(Action item): Please retype the records below exactly, from the first line down to and including the line with "use inkpost_shared::ErrorResponse;".

(Source data)
★ ★ ★ ★ ★

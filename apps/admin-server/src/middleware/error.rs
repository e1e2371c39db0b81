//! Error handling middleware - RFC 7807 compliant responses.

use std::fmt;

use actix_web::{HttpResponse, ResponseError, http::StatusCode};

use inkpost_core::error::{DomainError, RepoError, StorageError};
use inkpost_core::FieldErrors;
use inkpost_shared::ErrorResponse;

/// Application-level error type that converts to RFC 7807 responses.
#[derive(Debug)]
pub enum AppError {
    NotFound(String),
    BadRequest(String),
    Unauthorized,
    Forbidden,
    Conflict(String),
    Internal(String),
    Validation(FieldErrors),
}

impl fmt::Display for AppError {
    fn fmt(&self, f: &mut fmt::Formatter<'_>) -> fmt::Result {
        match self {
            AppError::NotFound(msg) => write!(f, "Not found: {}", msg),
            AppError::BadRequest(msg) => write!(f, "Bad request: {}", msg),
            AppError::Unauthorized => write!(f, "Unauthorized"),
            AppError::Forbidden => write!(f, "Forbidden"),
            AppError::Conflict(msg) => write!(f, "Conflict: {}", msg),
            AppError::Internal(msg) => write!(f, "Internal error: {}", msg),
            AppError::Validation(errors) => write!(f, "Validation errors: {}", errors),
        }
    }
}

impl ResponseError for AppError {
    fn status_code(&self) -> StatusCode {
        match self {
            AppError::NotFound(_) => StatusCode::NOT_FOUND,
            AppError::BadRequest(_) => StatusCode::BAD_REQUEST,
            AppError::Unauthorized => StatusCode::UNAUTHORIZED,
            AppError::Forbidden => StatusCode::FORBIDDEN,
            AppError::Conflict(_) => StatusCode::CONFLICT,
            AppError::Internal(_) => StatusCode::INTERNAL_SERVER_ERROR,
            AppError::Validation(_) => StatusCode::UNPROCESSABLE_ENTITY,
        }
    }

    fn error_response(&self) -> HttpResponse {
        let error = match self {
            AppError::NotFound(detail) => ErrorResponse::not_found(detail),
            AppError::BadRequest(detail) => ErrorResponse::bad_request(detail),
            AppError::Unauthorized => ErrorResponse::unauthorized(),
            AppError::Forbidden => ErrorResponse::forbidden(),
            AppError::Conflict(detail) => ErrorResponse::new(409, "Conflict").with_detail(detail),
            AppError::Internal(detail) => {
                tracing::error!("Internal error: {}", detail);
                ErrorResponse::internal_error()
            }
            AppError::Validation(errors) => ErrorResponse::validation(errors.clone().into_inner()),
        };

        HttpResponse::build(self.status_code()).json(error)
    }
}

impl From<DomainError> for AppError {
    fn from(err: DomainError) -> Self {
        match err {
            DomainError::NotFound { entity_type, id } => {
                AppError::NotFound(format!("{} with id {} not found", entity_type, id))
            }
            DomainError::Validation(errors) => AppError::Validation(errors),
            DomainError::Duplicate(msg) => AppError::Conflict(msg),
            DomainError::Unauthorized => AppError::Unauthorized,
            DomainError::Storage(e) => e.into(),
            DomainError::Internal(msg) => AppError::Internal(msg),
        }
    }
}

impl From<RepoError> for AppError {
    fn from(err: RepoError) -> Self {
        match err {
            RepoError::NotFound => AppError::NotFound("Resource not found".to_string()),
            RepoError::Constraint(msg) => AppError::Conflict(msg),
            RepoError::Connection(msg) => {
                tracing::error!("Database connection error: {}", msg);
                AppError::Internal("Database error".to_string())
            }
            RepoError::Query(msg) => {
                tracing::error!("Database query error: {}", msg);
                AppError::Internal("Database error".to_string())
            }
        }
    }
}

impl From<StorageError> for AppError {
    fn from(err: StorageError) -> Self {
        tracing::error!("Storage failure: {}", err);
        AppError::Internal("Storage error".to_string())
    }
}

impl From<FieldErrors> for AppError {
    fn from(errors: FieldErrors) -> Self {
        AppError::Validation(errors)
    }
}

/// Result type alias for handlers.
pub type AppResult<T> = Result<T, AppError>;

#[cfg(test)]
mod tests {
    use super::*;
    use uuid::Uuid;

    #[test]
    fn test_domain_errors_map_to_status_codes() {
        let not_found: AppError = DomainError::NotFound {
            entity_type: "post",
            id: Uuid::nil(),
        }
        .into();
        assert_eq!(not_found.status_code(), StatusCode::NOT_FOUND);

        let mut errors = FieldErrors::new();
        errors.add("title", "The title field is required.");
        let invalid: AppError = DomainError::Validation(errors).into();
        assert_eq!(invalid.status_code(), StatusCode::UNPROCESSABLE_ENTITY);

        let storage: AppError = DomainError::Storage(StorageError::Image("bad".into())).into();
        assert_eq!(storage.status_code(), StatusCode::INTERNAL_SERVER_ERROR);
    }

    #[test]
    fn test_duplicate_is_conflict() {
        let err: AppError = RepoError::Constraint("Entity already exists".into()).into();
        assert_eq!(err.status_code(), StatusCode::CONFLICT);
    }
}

★ ★ ★ ★ ★

(Solution):
filename apps/admin-server/src/middleware/error.rs
repository e1e2371c39db0b81
//! Error handling middleware - RFC 7807 compliant responses.

use std::fmt;

use actix_web::{HttpResponse, ResponseError, http::StatusCode};

use inkpost_core::error::{DomainError, RepoError, StorageError};
use inkpost_core::FieldErrors;
use inkpost_shared::ErrorResponse;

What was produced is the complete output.